Data supplied below:
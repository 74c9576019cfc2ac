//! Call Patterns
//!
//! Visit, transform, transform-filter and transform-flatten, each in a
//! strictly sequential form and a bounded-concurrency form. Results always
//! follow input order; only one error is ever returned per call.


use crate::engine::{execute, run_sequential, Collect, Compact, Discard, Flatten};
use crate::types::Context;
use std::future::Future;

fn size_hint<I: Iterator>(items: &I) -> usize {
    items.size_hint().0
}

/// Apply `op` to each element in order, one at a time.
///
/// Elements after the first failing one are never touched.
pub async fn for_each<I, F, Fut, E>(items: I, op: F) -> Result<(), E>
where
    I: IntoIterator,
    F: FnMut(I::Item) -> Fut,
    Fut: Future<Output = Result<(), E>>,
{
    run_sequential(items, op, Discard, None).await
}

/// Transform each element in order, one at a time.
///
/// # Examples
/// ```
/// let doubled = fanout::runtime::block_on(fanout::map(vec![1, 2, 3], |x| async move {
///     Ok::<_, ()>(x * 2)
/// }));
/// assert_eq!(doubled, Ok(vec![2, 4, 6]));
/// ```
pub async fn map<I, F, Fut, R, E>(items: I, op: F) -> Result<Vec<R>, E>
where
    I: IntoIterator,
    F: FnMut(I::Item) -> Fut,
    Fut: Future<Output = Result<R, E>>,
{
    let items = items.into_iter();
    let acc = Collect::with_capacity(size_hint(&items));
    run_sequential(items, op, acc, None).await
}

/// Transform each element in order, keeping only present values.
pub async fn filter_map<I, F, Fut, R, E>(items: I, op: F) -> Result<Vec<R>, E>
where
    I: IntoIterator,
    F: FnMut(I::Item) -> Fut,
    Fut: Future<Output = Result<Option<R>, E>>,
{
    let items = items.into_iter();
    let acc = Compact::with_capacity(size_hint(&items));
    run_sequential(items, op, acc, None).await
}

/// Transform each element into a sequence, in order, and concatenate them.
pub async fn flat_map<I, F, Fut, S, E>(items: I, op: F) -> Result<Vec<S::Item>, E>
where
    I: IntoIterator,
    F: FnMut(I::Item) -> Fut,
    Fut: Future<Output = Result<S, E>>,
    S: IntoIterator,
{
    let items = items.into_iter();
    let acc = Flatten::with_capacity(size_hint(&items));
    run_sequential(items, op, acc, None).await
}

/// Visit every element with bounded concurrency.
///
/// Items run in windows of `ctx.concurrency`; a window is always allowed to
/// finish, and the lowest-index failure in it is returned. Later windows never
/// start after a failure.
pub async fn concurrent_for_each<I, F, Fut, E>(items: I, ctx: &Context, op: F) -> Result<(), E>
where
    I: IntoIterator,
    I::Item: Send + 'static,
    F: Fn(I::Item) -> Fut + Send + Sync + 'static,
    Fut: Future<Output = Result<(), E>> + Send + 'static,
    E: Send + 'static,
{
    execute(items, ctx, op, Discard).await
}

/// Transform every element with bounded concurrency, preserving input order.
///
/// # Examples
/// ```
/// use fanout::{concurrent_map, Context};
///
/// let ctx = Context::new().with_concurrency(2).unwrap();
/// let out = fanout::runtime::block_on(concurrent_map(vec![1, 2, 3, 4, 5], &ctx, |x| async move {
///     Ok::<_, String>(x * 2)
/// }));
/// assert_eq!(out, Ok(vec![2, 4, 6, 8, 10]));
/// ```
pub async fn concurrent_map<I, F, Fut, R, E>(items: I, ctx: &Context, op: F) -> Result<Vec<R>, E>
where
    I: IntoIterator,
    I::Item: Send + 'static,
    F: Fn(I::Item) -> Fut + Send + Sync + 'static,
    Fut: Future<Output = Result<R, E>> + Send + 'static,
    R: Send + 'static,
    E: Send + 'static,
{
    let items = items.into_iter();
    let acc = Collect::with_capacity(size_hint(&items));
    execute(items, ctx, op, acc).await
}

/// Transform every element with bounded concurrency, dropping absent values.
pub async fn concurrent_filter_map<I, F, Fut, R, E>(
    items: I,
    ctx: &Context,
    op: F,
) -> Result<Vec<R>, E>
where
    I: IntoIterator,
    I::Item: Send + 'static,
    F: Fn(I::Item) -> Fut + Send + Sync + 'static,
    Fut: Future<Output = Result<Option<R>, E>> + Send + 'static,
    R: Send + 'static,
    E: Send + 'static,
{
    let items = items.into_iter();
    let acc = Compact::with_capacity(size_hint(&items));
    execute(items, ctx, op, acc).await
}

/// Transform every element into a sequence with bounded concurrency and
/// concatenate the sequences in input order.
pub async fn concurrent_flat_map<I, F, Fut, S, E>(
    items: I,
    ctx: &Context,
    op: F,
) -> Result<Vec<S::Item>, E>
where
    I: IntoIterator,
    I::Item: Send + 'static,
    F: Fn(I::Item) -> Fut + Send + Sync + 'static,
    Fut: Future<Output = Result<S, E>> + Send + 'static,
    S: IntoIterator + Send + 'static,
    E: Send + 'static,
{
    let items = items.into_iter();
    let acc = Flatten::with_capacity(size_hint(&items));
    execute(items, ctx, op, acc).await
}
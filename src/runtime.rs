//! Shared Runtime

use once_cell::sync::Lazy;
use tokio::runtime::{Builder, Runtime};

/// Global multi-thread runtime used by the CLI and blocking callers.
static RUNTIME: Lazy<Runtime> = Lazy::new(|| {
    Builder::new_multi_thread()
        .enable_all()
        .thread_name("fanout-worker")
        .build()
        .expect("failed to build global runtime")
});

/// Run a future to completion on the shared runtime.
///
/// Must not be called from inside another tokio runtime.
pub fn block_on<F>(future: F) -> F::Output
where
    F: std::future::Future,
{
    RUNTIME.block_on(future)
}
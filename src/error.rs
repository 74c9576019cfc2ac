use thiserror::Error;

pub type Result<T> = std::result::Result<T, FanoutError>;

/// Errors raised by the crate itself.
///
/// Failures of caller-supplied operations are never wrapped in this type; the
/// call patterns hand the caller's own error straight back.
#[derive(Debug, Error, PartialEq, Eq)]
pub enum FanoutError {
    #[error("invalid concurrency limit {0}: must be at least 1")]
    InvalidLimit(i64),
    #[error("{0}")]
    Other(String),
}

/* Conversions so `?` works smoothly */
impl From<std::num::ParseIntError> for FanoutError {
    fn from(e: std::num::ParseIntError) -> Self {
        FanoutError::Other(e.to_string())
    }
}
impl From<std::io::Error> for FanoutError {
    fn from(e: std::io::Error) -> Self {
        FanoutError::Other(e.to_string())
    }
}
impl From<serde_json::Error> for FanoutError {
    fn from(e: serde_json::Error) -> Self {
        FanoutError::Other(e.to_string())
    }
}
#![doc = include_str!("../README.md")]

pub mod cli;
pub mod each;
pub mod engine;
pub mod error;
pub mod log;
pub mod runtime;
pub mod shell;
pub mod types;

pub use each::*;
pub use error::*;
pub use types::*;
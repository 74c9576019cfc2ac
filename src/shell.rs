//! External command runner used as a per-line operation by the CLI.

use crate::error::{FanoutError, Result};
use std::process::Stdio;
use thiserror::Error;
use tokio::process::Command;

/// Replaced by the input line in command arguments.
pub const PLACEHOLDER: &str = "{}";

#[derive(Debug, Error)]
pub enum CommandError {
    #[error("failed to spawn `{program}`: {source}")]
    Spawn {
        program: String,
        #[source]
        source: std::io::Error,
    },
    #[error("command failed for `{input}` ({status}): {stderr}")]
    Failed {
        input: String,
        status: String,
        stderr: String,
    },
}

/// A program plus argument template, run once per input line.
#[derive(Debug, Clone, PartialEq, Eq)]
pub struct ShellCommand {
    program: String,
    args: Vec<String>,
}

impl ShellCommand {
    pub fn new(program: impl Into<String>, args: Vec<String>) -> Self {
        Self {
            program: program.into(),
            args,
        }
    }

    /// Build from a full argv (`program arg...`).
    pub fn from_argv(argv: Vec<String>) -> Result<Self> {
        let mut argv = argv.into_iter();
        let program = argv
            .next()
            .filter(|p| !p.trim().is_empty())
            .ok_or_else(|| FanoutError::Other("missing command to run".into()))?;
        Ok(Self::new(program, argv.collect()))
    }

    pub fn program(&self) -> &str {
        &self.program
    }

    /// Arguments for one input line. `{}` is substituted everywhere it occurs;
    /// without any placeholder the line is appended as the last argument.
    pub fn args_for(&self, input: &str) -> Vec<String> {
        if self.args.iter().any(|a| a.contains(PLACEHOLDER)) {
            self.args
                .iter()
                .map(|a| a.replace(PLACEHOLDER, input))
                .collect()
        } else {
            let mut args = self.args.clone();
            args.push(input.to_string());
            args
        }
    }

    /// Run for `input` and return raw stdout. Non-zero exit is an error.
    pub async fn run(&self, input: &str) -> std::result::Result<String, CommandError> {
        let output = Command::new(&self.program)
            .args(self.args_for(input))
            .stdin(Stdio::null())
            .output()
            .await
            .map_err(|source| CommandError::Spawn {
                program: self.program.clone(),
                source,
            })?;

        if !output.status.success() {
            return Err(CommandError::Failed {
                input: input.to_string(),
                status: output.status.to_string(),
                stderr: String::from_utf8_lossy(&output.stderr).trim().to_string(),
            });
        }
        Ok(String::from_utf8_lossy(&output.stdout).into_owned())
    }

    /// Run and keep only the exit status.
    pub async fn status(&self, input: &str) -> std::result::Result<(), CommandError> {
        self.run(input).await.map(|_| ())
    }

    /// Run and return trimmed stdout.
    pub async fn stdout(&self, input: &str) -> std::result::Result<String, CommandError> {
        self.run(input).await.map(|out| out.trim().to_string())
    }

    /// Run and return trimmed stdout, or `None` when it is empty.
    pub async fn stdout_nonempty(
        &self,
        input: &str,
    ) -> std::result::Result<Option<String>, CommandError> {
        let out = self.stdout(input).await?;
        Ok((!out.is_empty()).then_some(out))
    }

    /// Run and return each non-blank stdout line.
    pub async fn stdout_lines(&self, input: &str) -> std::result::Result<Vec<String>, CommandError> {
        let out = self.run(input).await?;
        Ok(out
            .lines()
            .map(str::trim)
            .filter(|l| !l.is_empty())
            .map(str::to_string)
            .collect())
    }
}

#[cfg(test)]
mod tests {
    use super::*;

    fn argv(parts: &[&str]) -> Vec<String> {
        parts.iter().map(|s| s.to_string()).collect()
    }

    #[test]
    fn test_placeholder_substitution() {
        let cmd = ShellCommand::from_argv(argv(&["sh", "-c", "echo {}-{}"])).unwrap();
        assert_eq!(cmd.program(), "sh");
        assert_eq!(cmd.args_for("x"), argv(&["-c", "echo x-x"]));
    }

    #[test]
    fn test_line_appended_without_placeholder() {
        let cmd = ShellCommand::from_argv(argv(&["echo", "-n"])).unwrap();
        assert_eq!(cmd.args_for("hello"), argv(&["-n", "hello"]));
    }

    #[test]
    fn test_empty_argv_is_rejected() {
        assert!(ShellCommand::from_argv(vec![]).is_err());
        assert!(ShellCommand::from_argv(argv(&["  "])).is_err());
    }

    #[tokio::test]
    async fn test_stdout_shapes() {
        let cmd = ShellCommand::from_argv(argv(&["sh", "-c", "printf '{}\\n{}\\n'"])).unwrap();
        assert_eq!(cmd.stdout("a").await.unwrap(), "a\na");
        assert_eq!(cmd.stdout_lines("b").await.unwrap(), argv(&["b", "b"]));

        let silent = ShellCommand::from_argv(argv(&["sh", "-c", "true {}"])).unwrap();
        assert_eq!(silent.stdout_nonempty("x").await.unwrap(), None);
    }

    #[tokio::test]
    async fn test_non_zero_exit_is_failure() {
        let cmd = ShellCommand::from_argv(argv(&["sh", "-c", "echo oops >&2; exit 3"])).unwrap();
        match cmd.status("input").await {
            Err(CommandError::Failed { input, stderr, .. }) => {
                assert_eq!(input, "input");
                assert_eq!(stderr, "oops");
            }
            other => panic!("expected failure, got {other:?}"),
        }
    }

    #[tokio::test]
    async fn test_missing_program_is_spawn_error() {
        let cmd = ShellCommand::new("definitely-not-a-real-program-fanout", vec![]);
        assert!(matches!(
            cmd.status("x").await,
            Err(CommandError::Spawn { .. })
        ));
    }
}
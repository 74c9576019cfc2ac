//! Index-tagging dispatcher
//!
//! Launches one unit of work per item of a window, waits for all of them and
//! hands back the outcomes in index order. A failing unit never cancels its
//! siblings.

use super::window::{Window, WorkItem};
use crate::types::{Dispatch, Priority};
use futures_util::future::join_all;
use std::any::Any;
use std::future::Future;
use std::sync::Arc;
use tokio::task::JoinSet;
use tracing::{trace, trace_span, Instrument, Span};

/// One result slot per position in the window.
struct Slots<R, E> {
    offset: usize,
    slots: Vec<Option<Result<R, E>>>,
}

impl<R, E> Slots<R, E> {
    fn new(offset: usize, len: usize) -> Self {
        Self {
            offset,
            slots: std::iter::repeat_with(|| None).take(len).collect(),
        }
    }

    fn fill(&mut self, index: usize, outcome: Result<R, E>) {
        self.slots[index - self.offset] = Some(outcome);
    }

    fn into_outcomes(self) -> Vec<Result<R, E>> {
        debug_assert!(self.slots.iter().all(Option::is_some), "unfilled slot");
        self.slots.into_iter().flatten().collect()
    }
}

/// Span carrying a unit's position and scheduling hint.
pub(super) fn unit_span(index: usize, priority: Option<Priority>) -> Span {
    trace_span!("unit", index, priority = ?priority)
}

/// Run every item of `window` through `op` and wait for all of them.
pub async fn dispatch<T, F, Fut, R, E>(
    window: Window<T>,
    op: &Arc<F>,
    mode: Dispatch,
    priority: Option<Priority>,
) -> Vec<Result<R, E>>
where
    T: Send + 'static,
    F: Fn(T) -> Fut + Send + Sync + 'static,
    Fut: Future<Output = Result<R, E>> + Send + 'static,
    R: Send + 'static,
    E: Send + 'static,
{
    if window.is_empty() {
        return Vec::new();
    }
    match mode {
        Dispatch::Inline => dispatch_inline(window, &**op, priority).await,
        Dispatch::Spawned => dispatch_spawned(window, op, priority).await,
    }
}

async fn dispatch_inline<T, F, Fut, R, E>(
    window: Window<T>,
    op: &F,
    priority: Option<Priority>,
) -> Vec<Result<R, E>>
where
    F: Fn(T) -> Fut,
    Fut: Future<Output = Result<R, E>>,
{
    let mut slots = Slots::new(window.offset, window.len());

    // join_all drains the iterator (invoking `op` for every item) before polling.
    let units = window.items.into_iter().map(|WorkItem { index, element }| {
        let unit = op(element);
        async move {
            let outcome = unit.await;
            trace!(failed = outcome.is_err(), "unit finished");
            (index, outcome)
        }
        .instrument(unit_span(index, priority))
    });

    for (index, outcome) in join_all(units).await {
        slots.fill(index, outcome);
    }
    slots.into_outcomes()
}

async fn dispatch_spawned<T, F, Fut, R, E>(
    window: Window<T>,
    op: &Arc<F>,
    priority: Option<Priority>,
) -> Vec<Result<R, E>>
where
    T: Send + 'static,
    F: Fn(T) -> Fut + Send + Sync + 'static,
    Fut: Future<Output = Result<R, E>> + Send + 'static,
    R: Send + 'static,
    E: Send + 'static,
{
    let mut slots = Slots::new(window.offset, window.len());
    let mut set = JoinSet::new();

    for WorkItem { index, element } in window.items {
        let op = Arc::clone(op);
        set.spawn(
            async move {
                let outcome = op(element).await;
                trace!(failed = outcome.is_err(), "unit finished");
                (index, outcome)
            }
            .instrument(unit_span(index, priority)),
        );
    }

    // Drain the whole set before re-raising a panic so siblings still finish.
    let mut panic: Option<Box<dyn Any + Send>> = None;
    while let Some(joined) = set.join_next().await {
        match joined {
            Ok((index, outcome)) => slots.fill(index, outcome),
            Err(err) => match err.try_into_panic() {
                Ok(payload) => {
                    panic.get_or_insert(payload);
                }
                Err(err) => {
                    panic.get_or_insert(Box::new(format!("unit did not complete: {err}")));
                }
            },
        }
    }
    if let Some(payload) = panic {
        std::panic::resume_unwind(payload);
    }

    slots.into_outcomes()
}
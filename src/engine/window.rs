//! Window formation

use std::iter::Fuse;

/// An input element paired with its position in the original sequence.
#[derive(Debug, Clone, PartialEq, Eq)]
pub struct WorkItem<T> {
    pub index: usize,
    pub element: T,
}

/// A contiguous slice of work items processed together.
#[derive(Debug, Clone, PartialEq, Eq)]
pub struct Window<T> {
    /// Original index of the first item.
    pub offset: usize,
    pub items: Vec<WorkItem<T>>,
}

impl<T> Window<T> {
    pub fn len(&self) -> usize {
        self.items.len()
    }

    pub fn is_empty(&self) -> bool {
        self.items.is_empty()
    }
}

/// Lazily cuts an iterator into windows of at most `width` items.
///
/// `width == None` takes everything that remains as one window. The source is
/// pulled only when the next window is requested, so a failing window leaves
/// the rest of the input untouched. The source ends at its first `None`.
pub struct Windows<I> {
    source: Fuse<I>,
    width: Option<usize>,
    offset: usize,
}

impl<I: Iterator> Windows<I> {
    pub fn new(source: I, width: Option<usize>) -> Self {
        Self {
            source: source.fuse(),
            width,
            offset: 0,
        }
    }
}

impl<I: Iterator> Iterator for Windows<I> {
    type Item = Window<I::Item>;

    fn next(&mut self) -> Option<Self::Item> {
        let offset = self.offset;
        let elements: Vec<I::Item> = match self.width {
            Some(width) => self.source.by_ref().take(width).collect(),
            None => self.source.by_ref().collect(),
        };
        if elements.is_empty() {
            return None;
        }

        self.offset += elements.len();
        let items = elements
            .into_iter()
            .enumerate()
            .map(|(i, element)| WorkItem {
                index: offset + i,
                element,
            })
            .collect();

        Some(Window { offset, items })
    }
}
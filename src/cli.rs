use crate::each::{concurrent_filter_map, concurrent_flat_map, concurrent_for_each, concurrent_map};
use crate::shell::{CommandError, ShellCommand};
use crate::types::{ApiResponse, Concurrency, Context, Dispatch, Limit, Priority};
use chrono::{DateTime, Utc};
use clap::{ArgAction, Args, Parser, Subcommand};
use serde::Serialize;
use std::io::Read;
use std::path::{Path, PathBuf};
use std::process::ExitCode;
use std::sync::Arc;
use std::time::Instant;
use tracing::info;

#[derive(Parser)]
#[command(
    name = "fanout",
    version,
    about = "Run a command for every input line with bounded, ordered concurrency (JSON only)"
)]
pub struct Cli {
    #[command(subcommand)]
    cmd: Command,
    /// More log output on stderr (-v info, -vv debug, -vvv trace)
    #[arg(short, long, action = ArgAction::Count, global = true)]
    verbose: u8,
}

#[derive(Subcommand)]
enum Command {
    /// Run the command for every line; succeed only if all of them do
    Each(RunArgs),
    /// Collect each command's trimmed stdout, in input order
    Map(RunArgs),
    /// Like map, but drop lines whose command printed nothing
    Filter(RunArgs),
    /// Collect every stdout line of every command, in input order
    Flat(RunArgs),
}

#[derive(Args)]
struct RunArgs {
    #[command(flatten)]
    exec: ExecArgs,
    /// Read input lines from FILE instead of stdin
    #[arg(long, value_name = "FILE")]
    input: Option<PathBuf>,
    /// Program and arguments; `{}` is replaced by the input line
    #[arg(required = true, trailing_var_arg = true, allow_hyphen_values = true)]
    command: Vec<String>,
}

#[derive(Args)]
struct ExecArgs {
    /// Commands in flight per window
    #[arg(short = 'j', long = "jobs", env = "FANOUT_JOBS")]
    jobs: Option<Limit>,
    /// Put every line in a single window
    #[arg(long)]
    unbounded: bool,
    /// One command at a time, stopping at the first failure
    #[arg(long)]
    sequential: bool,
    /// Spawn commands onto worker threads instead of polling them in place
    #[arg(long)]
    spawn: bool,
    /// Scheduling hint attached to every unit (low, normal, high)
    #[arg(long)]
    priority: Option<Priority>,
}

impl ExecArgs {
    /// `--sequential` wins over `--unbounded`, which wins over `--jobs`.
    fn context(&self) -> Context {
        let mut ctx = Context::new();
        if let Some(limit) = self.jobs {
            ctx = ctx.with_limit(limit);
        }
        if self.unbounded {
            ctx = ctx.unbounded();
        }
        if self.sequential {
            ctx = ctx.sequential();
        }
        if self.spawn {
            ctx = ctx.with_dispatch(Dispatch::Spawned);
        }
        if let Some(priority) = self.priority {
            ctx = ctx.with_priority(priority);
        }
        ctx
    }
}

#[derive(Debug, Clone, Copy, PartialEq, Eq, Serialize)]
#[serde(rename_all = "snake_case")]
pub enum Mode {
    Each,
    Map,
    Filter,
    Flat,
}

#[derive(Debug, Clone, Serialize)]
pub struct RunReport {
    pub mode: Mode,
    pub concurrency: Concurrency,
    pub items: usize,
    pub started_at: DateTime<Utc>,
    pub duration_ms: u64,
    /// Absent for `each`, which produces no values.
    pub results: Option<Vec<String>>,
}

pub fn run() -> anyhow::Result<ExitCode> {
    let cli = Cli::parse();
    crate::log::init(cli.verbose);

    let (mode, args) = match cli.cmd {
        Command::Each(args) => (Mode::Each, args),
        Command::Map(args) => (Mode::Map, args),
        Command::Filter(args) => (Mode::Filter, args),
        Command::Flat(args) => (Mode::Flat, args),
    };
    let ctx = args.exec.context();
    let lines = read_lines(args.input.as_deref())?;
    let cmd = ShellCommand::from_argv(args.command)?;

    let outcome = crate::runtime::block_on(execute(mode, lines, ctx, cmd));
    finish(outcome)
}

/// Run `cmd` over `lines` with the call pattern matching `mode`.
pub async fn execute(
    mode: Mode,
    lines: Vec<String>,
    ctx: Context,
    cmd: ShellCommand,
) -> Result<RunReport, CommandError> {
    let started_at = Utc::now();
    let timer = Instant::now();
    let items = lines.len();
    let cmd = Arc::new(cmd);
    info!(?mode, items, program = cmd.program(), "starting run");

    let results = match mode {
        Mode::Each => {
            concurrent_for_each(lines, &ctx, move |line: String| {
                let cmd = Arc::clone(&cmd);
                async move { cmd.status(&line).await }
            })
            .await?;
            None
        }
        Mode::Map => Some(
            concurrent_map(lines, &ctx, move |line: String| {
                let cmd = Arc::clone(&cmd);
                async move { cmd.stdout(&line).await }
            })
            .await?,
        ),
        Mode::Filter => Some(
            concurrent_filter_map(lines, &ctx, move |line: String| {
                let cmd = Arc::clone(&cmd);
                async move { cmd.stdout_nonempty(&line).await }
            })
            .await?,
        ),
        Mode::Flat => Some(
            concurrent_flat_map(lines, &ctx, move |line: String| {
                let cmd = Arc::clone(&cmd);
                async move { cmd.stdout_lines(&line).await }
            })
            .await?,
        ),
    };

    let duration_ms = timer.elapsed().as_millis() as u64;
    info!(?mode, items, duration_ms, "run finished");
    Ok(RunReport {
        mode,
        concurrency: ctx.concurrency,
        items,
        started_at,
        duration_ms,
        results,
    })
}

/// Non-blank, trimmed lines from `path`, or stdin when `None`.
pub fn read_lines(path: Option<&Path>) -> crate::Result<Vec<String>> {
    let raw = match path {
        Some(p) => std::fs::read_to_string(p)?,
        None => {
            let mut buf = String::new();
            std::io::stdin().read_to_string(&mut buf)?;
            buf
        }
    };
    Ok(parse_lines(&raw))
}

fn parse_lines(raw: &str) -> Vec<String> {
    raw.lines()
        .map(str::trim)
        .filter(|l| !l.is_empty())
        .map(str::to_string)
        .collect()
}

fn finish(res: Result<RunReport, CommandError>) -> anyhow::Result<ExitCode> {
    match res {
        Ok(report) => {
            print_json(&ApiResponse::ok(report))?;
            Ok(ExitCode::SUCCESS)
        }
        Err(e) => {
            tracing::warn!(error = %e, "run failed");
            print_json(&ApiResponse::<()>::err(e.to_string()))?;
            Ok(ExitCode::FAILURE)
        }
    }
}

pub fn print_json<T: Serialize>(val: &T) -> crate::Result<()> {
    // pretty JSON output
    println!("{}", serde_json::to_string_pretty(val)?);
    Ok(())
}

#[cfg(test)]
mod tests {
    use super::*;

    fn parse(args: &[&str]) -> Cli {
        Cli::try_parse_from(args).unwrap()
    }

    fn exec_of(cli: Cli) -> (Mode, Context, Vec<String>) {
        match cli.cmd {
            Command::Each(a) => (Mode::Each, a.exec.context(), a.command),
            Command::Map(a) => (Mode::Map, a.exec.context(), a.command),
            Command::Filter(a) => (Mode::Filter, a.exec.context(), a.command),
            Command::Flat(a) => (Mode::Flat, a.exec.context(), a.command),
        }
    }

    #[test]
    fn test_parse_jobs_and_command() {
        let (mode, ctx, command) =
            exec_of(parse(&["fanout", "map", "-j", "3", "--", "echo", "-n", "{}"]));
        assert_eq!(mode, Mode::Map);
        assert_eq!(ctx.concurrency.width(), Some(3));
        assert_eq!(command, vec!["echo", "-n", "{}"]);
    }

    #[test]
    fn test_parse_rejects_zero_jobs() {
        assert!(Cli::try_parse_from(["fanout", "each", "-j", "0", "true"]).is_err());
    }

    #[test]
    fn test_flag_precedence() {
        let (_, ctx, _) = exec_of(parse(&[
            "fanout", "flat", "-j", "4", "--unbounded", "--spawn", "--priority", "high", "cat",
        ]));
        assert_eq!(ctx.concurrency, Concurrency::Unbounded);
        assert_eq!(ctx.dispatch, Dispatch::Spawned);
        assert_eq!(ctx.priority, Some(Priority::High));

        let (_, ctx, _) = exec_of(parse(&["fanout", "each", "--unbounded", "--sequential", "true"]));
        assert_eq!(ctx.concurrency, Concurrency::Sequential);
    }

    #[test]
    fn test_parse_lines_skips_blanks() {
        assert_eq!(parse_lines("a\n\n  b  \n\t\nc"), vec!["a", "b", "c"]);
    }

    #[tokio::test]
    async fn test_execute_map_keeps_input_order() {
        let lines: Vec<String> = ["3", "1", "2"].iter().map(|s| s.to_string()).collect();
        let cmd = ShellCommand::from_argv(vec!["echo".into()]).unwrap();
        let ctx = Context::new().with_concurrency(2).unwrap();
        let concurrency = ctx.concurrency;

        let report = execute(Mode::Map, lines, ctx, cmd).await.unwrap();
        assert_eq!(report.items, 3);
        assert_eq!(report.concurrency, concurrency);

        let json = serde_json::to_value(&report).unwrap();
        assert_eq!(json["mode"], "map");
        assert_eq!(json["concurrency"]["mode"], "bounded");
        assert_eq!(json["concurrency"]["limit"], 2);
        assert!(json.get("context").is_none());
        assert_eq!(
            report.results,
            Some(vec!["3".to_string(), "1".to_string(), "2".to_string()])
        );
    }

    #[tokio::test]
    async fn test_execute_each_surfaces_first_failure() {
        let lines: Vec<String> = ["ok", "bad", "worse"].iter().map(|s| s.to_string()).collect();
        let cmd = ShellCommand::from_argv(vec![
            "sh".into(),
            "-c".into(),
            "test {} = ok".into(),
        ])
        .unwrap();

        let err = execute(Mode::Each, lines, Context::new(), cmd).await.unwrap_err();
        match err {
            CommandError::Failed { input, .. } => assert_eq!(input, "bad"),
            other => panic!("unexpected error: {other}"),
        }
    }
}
End of Data supplied.
■ What this task involves: Send back the lines of the records word for word, from the very first through the line containing "returned per call.".

■ Result of this task:
repository 74c9576019cfc2ac
//! Call Patterns
//!
//! Visit, transform, transform-filter and transform-flatten, each in a
//! strictly sequential form and a bounded-concurrency form. Results always
//! follow input order; only one error is ever returned per call.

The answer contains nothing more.